Poser des questions c’est prendre le risque d’entendre des réponses déplaisantes mais c’est aussi le seul moyen de faire avancer les choses si l’on veut bien prendre en compte ces réponses. C’est ce qu’a fait une société spécialisée, peu importe son nom, qui a donné la parole à des salarié(e)s permanent(e)s travaillant dans des Centres de services et des UTA et là, le moins qu’on puisse dire, c’est que les choses ont été dites très clairement.
Premier sujet de mécontentement, évidemment, les salaires. D’ex-assistantes d’agence déplorent la perte de salaire que leur a valu le passage de l’agence à l’UTA ou à un Centre de services, rappelant au passage que des promesses avaient été faites. Oui, mais justement, c’était des promesses et comme l’affirme le dicton « au pays des promesses, on meurt de faim ».
Un autre point ressort régulièrement, c’est le manque d’homogénéité dans les rémunérations. C’est un peu comme à La Samaritaine : on trouve de tout dans les rémunérations des assistantes et gestionnaires de comptes. Avec primes sur objectifs ou sans, certaines jugées atteignables d’autres non, fixées dans les temps ou beaucoup trop tard.

Autre sujet qui fâche, on y revient toujours, le manque de reconnaissance.
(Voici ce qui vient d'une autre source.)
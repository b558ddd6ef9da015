use {nalgebra as na, ossa::Projector};

/// Perspective camera mapping world points to viewport pixels.
#[derive(Clone, Copy, Debug)]
pub struct Camera {
    projection: na::Perspective3<f32>,
    view: na::Isometry3<f32>,
    viewport: na::Vector2<f32>,
    distance: f32,
}

impl Camera {
    pub fn new(
        projection: na::Perspective3<f32>,
        eye: na::Point3<f32>,
        focus: na::Point3<f32>,
        viewport: na::Vector2<f32>,
    ) -> Self {
        Camera {
            projection,
            view: na::Isometry3::look_at_rh(&eye, &focus, &na::Vector3::y()),
            viewport,
            distance: na::distance(&eye, &focus),
        }
    }
}

impl Projector for Camera {
    fn world_to_screen(
        &self,
        point: &na::Point3<f32>,
    ) -> Option<na::Point2<f32>> {
        let eye = self.view.transform_point(point);
        if eye.z >= 0.0 {
            // Behind the camera.
            return None;
        }

        let ndc = self.projection.project_point(&eye);
        if ndc.x.abs() > 1.0 || ndc.y.abs() > 1.0 {
            return None;
        }

        Some(na::Point2::new(
            (ndc.x + 1.0) * 0.5 * self.viewport.x,
            (1.0 - ndc.y) * 0.5 * self.viewport.y,
        ))
    }

    fn camera_distance(&self) -> f32 {
        self.distance
    }
}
Heures supplémentaires non rémunérées, investissement personnel, stress, fatigue… pour un salaire qui ne suit pas et une considération très moyenne et même en-dessous de la moyenne. Pourtant, globalement, les salariées entendues se disent attachées à l’entreprise et ne demandent qu’à être entendues et considérées. Est-ce trop demander ?
En tout cas, nous sommes totalement d’accord et solidaires avec les salariées des Centres de services et des UTA quand elles demandent une harmonisation des calculs de salaires, l’intégration des primes dans les salaires fixes et la valorisation de l’ancienneté et des compétences.